Transcription of the video
I think in response to the pandemic, you see that many people work together, cooperate together in order to prevent and protect themselves from the COVID-19. And indeed, what we find is that, for example, in some of the countries, for example, in mainland China, we have data to show that people become more… higher, they’ll hold higher identification with the nation. And also actually people who hold higher national identity engage more in preventive behaviors. So we see a reciprocal effect in terms of having higher national identity, they’re more likely to engage in preventive behaviors, and the more they engage in preventive behavior, the higher they become, the higher they identify with the nation. So we saw that in China, and I think there are some data coming out of New Zealand as well. But you know, other places might not necessarily be the same. But what we find so far is: Higher national identity is related to higher preventive behaviors towards COVID-19. So I think that might suggest that, in order to prevent the disease, people cooperate more. People are more likely to help out each other, and as a result increase the cohesion of the group.

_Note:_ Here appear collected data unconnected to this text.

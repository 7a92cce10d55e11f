use crate::error::{SfdmError, SfdmResult};
use crate::grid::domain::Domain;

/// Boundary condition for one solved component. Closed set - `apply_bc`
/// matches exhaustively, there is no fallback branch.
#[derive(Debug, Clone, PartialEq)]
pub enum BoundaryCondition {
    Periodic,
    Outflow,
    Dirichlet { left: f64, right: f64 },
    Neumann { left: f64, right: f64 },
}

impl BoundaryCondition {
    /// Parse the external spec form: a bare kind (`"periodic"`, `"outflow"`)
    /// or a parameterized kind (`"dirichlet"`/`"neumann"` with a
    /// `[left, right]` pair). Anything else is rejected.
    pub fn from_spec(kind: &str, values: Option<(f64, f64)>) -> SfdmResult<BoundaryCondition> {
        match (kind, values) {
            ("periodic", None) => Ok(BoundaryCondition::Periodic),
            ("outflow", None) => Ok(BoundaryCondition::Outflow),
            ("dirichlet", Some((left, right))) => Ok(BoundaryCondition::Dirichlet { left, right }),
            ("neumann", Some((left, right))) => Ok(BoundaryCondition::Neumann { left, right }),
            _ => Err(SfdmError::UnsupportedBoundary(kind.to_string())),
        }
    }
}

/// Fill every ghost cell's position and value on both sides of the grid for
/// one component. Ghost cells are indexed `0..nb-1` outward from the
/// interior boundary on each side: left ghost `i` lives at cell index
/// `ilo - 1 - i`, right ghost `i` at `ihi + 1 + i`.
///
/// Mutates the domain in place.
pub fn apply_bc(
    d: &mut Domain,
    component: &str,
    bc: &BoundaryCondition,
    xmin: f64,
    xmax: f64,
) -> SfdmResult<()> {
    let idx = d.component_index(component)?;
    let nb = d.nb();
    let ilo = d.ilo();
    let ihi = d.ihi();

    match bc {
        BoundaryCondition::Periodic => {
            // left ghost i mirrors the interior cell at ihi - i; its position
            // sits left of xmin by the distance that cell sits left of xmax
            for i in 0..nb {
                let mirror = ihi - i;
                let shift = xmax - d.cells()[mirror].x();
                let value = d.cells()[mirror].value(idx);
                let g = d.cell_mut(ilo - 1 - i);
                g.set_x(xmin - shift);
                g.set_value(idx, value);
            }
            // right ghost i mirrors ilo + i symmetrically beyond xmax
            for i in 0..nb {
                let mirror = ilo + i;
                let shift = d.cells()[mirror].x() - xmin;
                let value = d.cells()[mirror].value(idx);
                let g = d.cell_mut(ihi + 1 + i);
                g.set_x(xmax + shift);
                g.set_value(idx, value);
            }
        }
        BoundaryCondition::Outflow => {
            // left: zero-gradient, value copied from the leftmost interior;
            // ghost i sits left of xmin by the distance interior cell
            // ilo + i sits right of it
            for i in 0..nb {
                let shift = d.cells()[ilo + i].x() - xmin;
                let value = d.cells()[ilo].value(idx);
                let g = d.cell_mut(ilo - 1 - i);
                g.set_x(xmin - shift);
                g.set_value(idx, value);
            }
            // right: linear extrapolation from the two rightmost interior
            // cells, carried outward one ghost at a time
            let dy = d.cells()[ihi].value(idx) - d.cells()[ihi - 1].value(idx);
            let dxi = d.cells()[ihi].x() - d.cells()[ihi - 1].x();
            let slope = dy / dxi;
            for i in 0..nb {
                let shift = xmax - d.cells()[ihi - i].x();
                d.cell_mut(ihi + 1 + i).set_x(xmax + shift);
                let delta_x = d.cells()[ihi + 1 + i].x() - d.cells()[ihi + i].x();
                let value = d.cells()[ihi + i].value(idx) + slope * delta_x;
                d.cell_mut(ihi + 1 + i).set_value(idx, value);
            }
        }
        BoundaryCondition::Dirichlet { left, right } => {
            for i in 0..nb {
                let shift = d.cells()[ilo + i].x() - xmin;
                let g = d.cell_mut(ilo - 1 - i);
                g.set_x(xmin - shift);
                g.set_value(idx, *left);
            }
            for i in 0..nb {
                let shift = xmax - d.cells()[ihi - i].x();
                let g = d.cell_mut(ihi + 1 + i);
                g.set_x(xmax + shift);
                g.set_value(idx, *right);
            }
        }
        BoundaryCondition::Neumann { left, right } => {
            // cumulative fill keeps multiple ghost layers consistent with a
            // constant prescribed slope
            for i in 0..nb {
                let shift = d.cells()[ilo + i].x() - xmin;
                d.cell_mut(ilo - 1 - i).set_x(xmin - shift);
                let dx_local = d.cells()[ilo - i].x() - d.cells()[ilo - 1 - i].x();
                let value = d.cells()[ilo - i].value(idx) - left * dx_local;
                d.cell_mut(ilo - 1 - i).set_value(idx, value);
            }
            for i in 0..nb {
                let shift = xmax - d.cells()[ihi - i].x();
                d.cell_mut(ihi + 1 + i).set_x(xmax + shift);
                let dx_local = d.cells()[ihi + 1 + i].x() - d.cells()[ihi + i].x();
                let value = d.cells()[ihi + i].value(idx) + right * dx_local;
                d.cell_mut(ihi + 1 + i).set_value(idx, value);
            }
        }
    }
    Ok(())
}

/// Component indices carrying a periodic boundary condition. Periodic
/// variables couple boundary ghosts to distant interior cells, so their
/// Jacobian perturbation band must be widened with the wrap indices.
pub fn periodic_components(
    bcs: &[(String, BoundaryCondition)],
    d: &Domain,
) -> SfdmResult<Vec<usize>> {
    let mut out = Vec::new();
    for (name, bc) in bcs {
        if *bc == BoundaryCondition::Periodic {
            out.push(d.component_index(name)?);
        }
    }
    Ok(out)
}

/// Extend a coupling band with the periodic wrap indices for interior point
/// `i`: when the point's stencil reaches into a ghost band, the interior
/// cells mirrored by those ghosts join the band.
pub fn extend_band(band: &mut Vec<usize>, i: usize, d: &Domain) {
    let nb = d.nb();
    let ilo = d.ilo();
    let ihi = d.ihi();

    // left ghosts used by this stencil mirror ihi - g
    if i < ilo + nb {
        let overlap = ilo + nb - i;
        for g in 0..overlap {
            let wrap = ihi - g;
            if !band.contains(&wrap) {
                band.push(wrap);
            }
        }
    }
    // right ghosts mirror ilo + g
    if i + nb > ihi {
        let overlap = i + nb - ihi;
        for g in 0..overlap {
            let wrap = ilo + g;
            if !band.contains(&wrap) {
                band.push(wrap);
            }
        }
    }
}

///////////////////////////////////////////////////////////////////////////
//                                 TESTS
///////////////////////////////////////////////////////////////////////////

#[cfg(test)]
mod tests {
    use super::*;

    fn ramp_domain(nx: usize, nb: usize) -> Domain {
        let mut d = Domain::new(vec!["u".to_string()], nx, nb, 0.0, 1.0).unwrap();
        let ilo = d.ilo();
        for k in 0..nx {
            let x = d.cells()[ilo + k].x();
            d.cell_mut(ilo + k).set_value(0, x);
        }
        d
    }

    #[test]
    fn test_periodic_mirrors_and_is_idempotent() {
        let mut d = ramp_domain(5, 2);
        apply_bc(&mut d, "u", &BoundaryCondition::Periodic, 0.0, 1.0).unwrap();
        let (ilo, ihi) = (d.ilo(), d.ihi());
        for i in 0..2 {
            assert_eq!(d.cells()[ilo - 1 - i].value(0), d.cells()[ihi - i].value(0));
            assert_eq!(d.cells()[ihi + 1 + i].value(0), d.cells()[ilo + i].value(0));
        }
        // ghost spacing matches the mirrored interior spacing
        let dx = d.cells()[ilo].x() - d.cells()[ilo - 1].x();
        approx::assert_relative_eq!(dx, 0.2, epsilon = 1e-12);

        let snapshot: Vec<f64> = d.cells().iter().map(|c| c.value(0)).collect();
        apply_bc(&mut d, "u", &BoundaryCondition::Periodic, 0.0, 1.0).unwrap();
        let again: Vec<f64> = d.cells().iter().map(|c| c.value(0)).collect();
        assert_eq!(snapshot, again);
    }

    #[test]
    fn test_dirichlet_constant_on_every_ghost() {
        let mut d = ramp_domain(5, 3);
        let bc = BoundaryCondition::Dirichlet {
            left: -2.0,
            right: 7.0,
        };
        apply_bc(&mut d, "u", &bc, 0.0, 1.0).unwrap();
        let (ilo, ihi) = (d.ilo(), d.ihi());
        for i in 0..3 {
            assert_eq!(d.cells()[ilo - 1 - i].value(0), -2.0);
            assert_eq!(d.cells()[ihi + 1 + i].value(0), 7.0);
        }
    }

    #[test]
    fn test_neumann_prescribed_gradient() {
        let mut d = ramp_domain(5, 2);
        let bc = BoundaryCondition::Neumann {
            left: 3.0,
            right: -1.5,
        };
        apply_bc(&mut d, "u", &bc, 0.0, 1.0).unwrap();
        let (ilo, ihi) = (d.ilo(), d.ihi());
        // ghost value minus adjacent filled value over the local width
        // equals the prescribed gradient, layer by layer
        for i in 0..2 {
            let w = d.cells()[ilo - i].x() - d.cells()[ilo - 1 - i].x();
            let g_left = (d.cells()[ilo - i].value(0) - d.cells()[ilo - 1 - i].value(0)) / w;
            approx::assert_relative_eq!(g_left, 3.0, epsilon = 1e-12);

            let w = d.cells()[ihi + 1 + i].x() - d.cells()[ihi + i].x();
            let g_right = (d.cells()[ihi + 1 + i].value(0) - d.cells()[ihi + i].value(0)) / w;
            approx::assert_relative_eq!(g_right, -1.5, epsilon = 1e-12);
        }
    }

    #[test]
    fn test_outflow_copies_left_extrapolates_right() {
        let mut d = ramp_domain(5, 2);
        apply_bc(&mut d, "u", &BoundaryCondition::Outflow, 0.0, 1.0).unwrap();
        let (ilo, ihi) = (d.ilo(), d.ihi());
        for i in 0..2 {
            assert_eq!(d.cells()[ilo - 1 - i].value(0), d.cells()[ilo].value(0));
        }
        // ramp has unit slope, extrapolation continues it
        for i in 0..2 {
            let g = &d.cells()[ihi + 1 + i];
            approx::assert_relative_eq!(g.value(0), g.x(), epsilon = 1e-12);
        }
    }

    #[test]
    fn test_ghost_positions_mirror_cell_centered_interior() {
        // 5 cells on [0,1]: interior at 0.1, 0.3, .., 0.9, so ghost i must
        // land at -(0.1 + 0.2*i) and 1 + 0.1 + 0.2*i on the two sides,
        // for every boundary kind
        let kinds = [
            BoundaryCondition::Outflow,
            BoundaryCondition::Dirichlet {
                left: 0.0,
                right: 1.0,
            },
            BoundaryCondition::Neumann {
                left: 0.0,
                right: 0.0,
            },
            BoundaryCondition::Periodic,
        ];
        for bc in &kinds {
            let mut d = ramp_domain(5, 2);
            apply_bc(&mut d, "u", bc, 0.0, 1.0).unwrap();
            let (ilo, ihi) = (d.ilo(), d.ihi());
            for i in 0..2 {
                let expected = 0.1 + 0.2 * i as f64;
                approx::assert_relative_eq!(
                    d.cells()[ilo - 1 - i].x(),
                    -expected,
                    epsilon = 1e-12
                );
                approx::assert_relative_eq!(
                    d.cells()[ihi + 1 + i].x(),
                    1.0 + expected,
                    epsilon = 1e-12
                );
            }
        }
    }

    #[test]
    fn test_from_spec_rejects_unknown() {
        assert_eq!(
            BoundaryCondition::from_spec("reflecting", None),
            Err(SfdmError::UnsupportedBoundary("reflecting".to_string()))
        );
        // parameterized kind without its pair is malformed
        assert_eq!(
            BoundaryCondition::from_spec("dirichlet", None),
            Err(SfdmError::UnsupportedBoundary("dirichlet".to_string()))
        );
        assert_eq!(
            BoundaryCondition::from_spec("periodic", None),
            Ok(BoundaryCondition::Periodic)
        );
    }

    #[test]
    fn test_extend_band_wraps_near_boundaries() {
        let d = Domain::new(vec!["u".to_string()], 6, 1, 0.0, 1.0).unwrap();
        let (ilo, ihi) = (d.ilo(), d.ihi());

        let mut band = vec![ilo, ilo + 1];
        extend_band(&mut band, ilo, &d);
        assert!(band.contains(&ihi));

        let mut band = vec![ihi - 1, ihi];
        extend_band(&mut band, ihi, &d);
        assert!(band.contains(&ilo));

        // interior point far from both boundaries: band unchanged
        let mut band = vec![ilo + 2, ilo + 3, ilo + 4];
        let before = band.clone();
        extend_band(&mut band, ilo + 3, &d);
        assert_eq!(band, before);
    }
}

On the one hand, it’s nice to have a higher group cohesion. But I also can see a downside of it if it’s too extreme. So if you are so nationalistic in the sense that you only favor your in-group, but not, I mean, wanting to help our-group. Actually, this is a classic phenomenon when there is a lot of disease around or there is a high probability of contracting infectious disease many groups become more closed-off. They don’t want to reach out to strangers, or people of the other group, people that they are not familiar with, because they are so afraid of contracting the disease. So some of this, actually, you might see happening when there are people from a place where the contagion, I mean the infection rate, is high. People might be more worried about people coming from those regions.
I think compassion is very important under this time. Compassion towards not only your own in-group but also compassion to people from the other group, people that you don’t know of. Also, nowadays, we can communicate. I think technology is coming to our rescue or coming, to rescue us a lot, under this widespread pandemic, people are, very afraid to travel with you, many of us cannot move from country to country. But still, because of the technology, I can talk to you now. Through zoom, or through this internet platform. So instead of really meeting people in person, you can see, we can still rely on the technology to communicate, I think, one very important thing is to keep communicating with other people, and especially people from other countries, other cultures.
I think being compassionate and being understanding, and don’t stop communicating. And also, don’t stop communicating with people that you are not familiar with, or people who have different views. And I think this is the time when many people are under stress and under insecurity, and it’s very easy to shut other people off, especially those one who you are not familiar with or who have very different views.